# interested in...



## DaRooKEe (Jun 2, 2002)

By any chance, does anyone have a blue Abu Garcia 5500 C3CT Mag up for trade? I have rods and reels to trade. Anything from Penn to Diawa to Abu Garcia and custom.


----------



## Adam (Feb 19, 2001)

I dont have one to trade, but am lookin for a 5500CS Mag or 5500CS Pro Rocket in good condition to buy if the price is right. I think the 5500C3CT's are all green like the CS models.


----------



## RED RAIDER (May 14, 2002)

Try the Chesapeake bait and tackle shop on Battlefield Blvd. I was in there about a month ago and I vaguely remember a large assortment of Abu Garcia reels. I've got a 7000 and I absolutely love it and I have noticed a large price drop on that reel at most tackle shops.
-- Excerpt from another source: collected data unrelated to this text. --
//! # mcpeer-tools
//!
//! Tool execution and MCP integration for mcpeer.
//!
//! ## Core Components
//!
//! - [`ToolImplementation`]: a tool the model can call
//! - [`ToolRegistry`]: concurrent name-to-tool map
//! - [`ToolExecutor`]: resolves a [`ToolCall`] to a tool, parses its arguments and runs it
//! - [`mcp`]: configuration loader, [`mcp::McpClient`], sessions and tool adapters
//!
//! ## Example: executing a custom tool
//!
//! ```rust
//! use mcpeer_tools::{ToolImplementation, ToolExecutor};
//! use mcpeer_common::tools::{Tool, ToolCall};
//! use serde_json::{json, Value};
//! use async_trait::async_trait;
//! use anyhow::Result;
//!
//! struct GreetingTool;
//!
//! #[async_trait]
//! impl ToolImplementation for GreetingTool {
//!     fn get_definition(&self) -> Tool {
//!         Tool::function(
//!             "greet",
//!             "Greet a person by name",
//!             json!({
//!                 "type": "object",
//!                 "properties": {"name": {"type": "string"}},
//!                 "required": ["name"]
//!             }),
//!         )
//!     }
//!
//!     async fn execute(&self, args: &Value) -> Result<String> {
//!         let name = args["name"].as_str().unwrap_or("stranger");
//!         Ok(format!("Hello, {name}!"))
//!     }
//! }
//!
//! # async fn example() -> Result<()> {
//! let mut executor = ToolExecutor::new();
//! executor.add_tool(GreetingTool);
//!
//! let call = ToolCall::new("greet", r#"{"name": "Ada"}"#);
//! assert_eq!(executor.execute_tool(&call).await?, "Hello, Ada!");
//! # Ok(())
//! # }
//! ```
//!
//! ## MCP tools
//!
//! ```rust,no_run
//! use mcpeer_tools::mcp::{ExecutorAdapter, McpClient, ToolAdapter};
//!
//! # async fn example() -> anyhow::Result<()> {
//! let client = McpClient::from_dict(serde_json::json!({
//!     "mcpServers": {
//!         "playwright": {"command": "npx", "args": ["@playwright/mcp@latest"]}
//!     }
//! }))?;
//!
//! let tools = ExecutorAdapter.create_tools(&client, Some("playwright")).await?;
//! # Ok(())
//! # }
//! ```
//!
//! ## Thread Safety
//!
//! [`ToolRegistry`] uses `DashMap`, so it can be shared between tasks without
//! extra locking.

use std::sync::Arc;

use anyhow::Result;
use async_trait::async_trait;
use dashmap::DashMap;
use serde_json::Value;

use mcpeer_common::tools::{FunctionCall, Tool, ToolCall};

pub mod mcp;

/// A tool that a language model can call.
#[async_trait]
pub trait ToolImplementation: Send + Sync {
    /// The function definition offered to the model.
    fn get_definition(&self) -> Tool;

    /// Run the tool with parsed arguments and return the observation text.
    async fn execute(&self, args: &Value) -> Result<String>;
}

/// Thread-safe registry of tools keyed by function name.
pub struct ToolRegistry {
    tools: Arc<DashMap<String, Arc<dyn ToolImplementation>>>,
}

impl Default for ToolRegistry {
    fn default() -> Self {
        Self::new()
    }
}

impl ToolRegistry {
    #[must_use]
    pub fn new() -> Self {
        Self {
            tools: Arc::new(DashMap::new()),
        }
    }

    /// Registers a tool, replacing any tool with the same name.
    pub fn register(&self, tool: Arc<dyn ToolImplementation>) {
        let name = tool.get_definition().function.name;
        self.tools.insert(name, tool);
    }

    #[must_use]
    pub fn get(&self, name: &str) -> Option<Arc<dyn ToolImplementation>> {
        self.tools.get(name).map(|r| r.value().clone())
    }

    /// All definitions, sorted by name.
    #[must_use]
    pub fn get_all_definitions(&self) -> Vec<Tool> {
        let mut definitions: Vec<Tool> = self.tools.iter().map(|t| t.get_definition()).collect();
        definitions.sort_by(|a, b| a.function.name.cmp(&b.function.name));
        definitions
    }

    pub fn remove(&self, name: &str) -> Option<Arc<dyn ToolImplementation>> {
        self.tools.remove(name).map(|(_, tool)| tool)
    }

    #[must_use]
    pub fn contains(&self, name: &str) -> bool {
        self.tools.contains_key(name)
    }

    /// Registered names, sorted.
    #[must_use]
    pub fn tool_names(&self) -> Vec<String> {
        let mut names: Vec<String> = self.tools.iter().map(|t| t.key().clone()).collect();
        names.sort();
        names
    }

    #[must_use]
    pub fn len(&self) -> usize {
        self.tools.len()
    }

    #[must_use]
    pub fn is_empty(&self) -> bool {
        self.tools.is_empty()
    }
}

/// Executes tool calls against a [`ToolRegistry`].
pub struct ToolExecutor {
    registry: ToolRegistry,
}

impl ToolExecutor {
    #[must_use]
    pub fn new() -> Self {
        Self {
            registry: ToolRegistry::new(),
        }
    }

    pub fn add_tool<T: ToolImplementation + 'static>(&mut self, tool: T) {
        self.registry.register(Arc::new(tool));
    }

    pub fn add_tool_arc(&mut self, tool: Arc<dyn ToolImplementation>) {
        self.registry.register(tool);
    }

    #[must_use]
    pub fn has_tool(&self, name: &str) -> bool {
        self.registry.contains(name)
    }

    /// All tool definitions, sorted by name.
    #[must_use]
    pub fn get_all_tools(&self) -> Vec<Tool> {
        self.registry.get_all_definitions()
    }

    #[must_use]
    pub fn tool_names(&self) -> Vec<String> {
        self.registry.tool_names()
    }

    #[must_use]
    pub fn len(&self) -> usize {
        self.registry.len()
    }

    #[must_use]
    pub fn is_empty(&self) -> bool {
        self.registry.is_empty()
    }

    pub fn remove_tool(&mut self, name: &str) -> Option<Arc<dyn ToolImplementation>> {
        self.registry.remove(name)
    }

    /// Execute a tool call.
    ///
    /// # Errors
    /// Returns an error if the tool is not found or if execution fails.
    pub async fn execute_tool(&self, tool_call: &ToolCall) -> Result<String> {
        let function = &tool_call.function;

        let tool = self
            .registry
            .get(&function.name)
            .ok_or_else(|| anyhow::anyhow!("Unknown tool: '{}'", function.name))?;

        let args = Self::parse_arguments(function);
        tool.execute(&args).await
    }

    /// Parses the JSON argument string of a call.
    ///
    /// Empty arguments become `{}`; text that is not valid JSON is passed on
    /// as a JSON string for the tool to reject.
    #[must_use]
    pub fn parse_arguments(function: &FunctionCall) -> Value {
        let json = function.arguments_json();
        serde_json::from_str(json).unwrap_or_else(|_| Value::String(json.to_string()))
    }
}

impl Default for ToolExecutor {
    fn default() -> Self {
        Self::new()
    }
}
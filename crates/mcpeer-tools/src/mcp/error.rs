use thiserror::Error;

/// Errors raised while loading MCP configuration, talking to MCP servers, or
/// running their tools.
#[derive(Debug, Error)]
#[non_exhaustive]
pub enum McpError {
    /// The configuration is missing, malformed or inconsistent.
    #[error("Configuration error: {0}")]
    Configuration(String),

    /// A server could not be reached, launched or initialized, or is not connected.
    #[error("Connection to MCP server '{server}' failed: {reason}")]
    Connection {
        /// Configured server name.
        server: String,
        /// What went wrong.
        reason: String,
    },

    /// A tool call failed or reported an error.
    #[error("MCP tool '{tool}' failed: {reason}")]
    ToolExecution {
        /// Tool name.
        tool: String,
        /// What went wrong.
        reason: String,
    },
}

impl McpError {
    pub fn config(reason: impl Into<String>) -> Self {
        Self::Configuration(reason.into())
    }

    pub fn connection(server: impl Into<String>, reason: impl ToString) -> Self {
        Self::Connection {
            server: server.into(),
            reason: reason.to_string(),
        }
    }

    pub fn tool(tool: impl Into<String>, reason: impl ToString) -> Self {
        Self::ToolExecution {
            tool: tool.into(),
            reason: reason.to_string(),
        }
    }

    /// Whether this is a configuration error.
    #[must_use]
    pub const fn is_configuration(&self) -> bool {
        matches!(self, Self::Configuration(_))
    }

    /// Whether this is a connection error.
    #[must_use]
    pub const fn is_connection(&self) -> bool {
        matches!(self, Self::Connection { .. })
    }

    /// Whether this is a tool execution error.
    #[must_use]
    pub const fn is_tool_execution(&self) -> bool {
        matches!(self, Self::ToolExecution { .. })
    }
}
Guess I might be the only one who loves it...


----------



## Kenmefish (Apr 21, 2000)

You can buy one on line for $105 with free shipping. Fisherman's Factory Outlet


----------



## Adam (Feb 19, 2001)

Take that 7000 and replace the bushings with bearings, and add smoothie drag washers and you'll love it even more! It'll be a 7000C then and will throw much better!


----------



## DaRooKEe2 (Jan 25, 2003)

Thanx Ken. But I was hoping to catch a trade and prevent spending more money on gear. If I dont end up trading ill definitley get it online. Whats that website?


----------



## Kenmefish (Apr 21, 2000)

http://www.ffo-tackle.com/ This site has some good deals. Sort o an outlet for Berkeley.


----------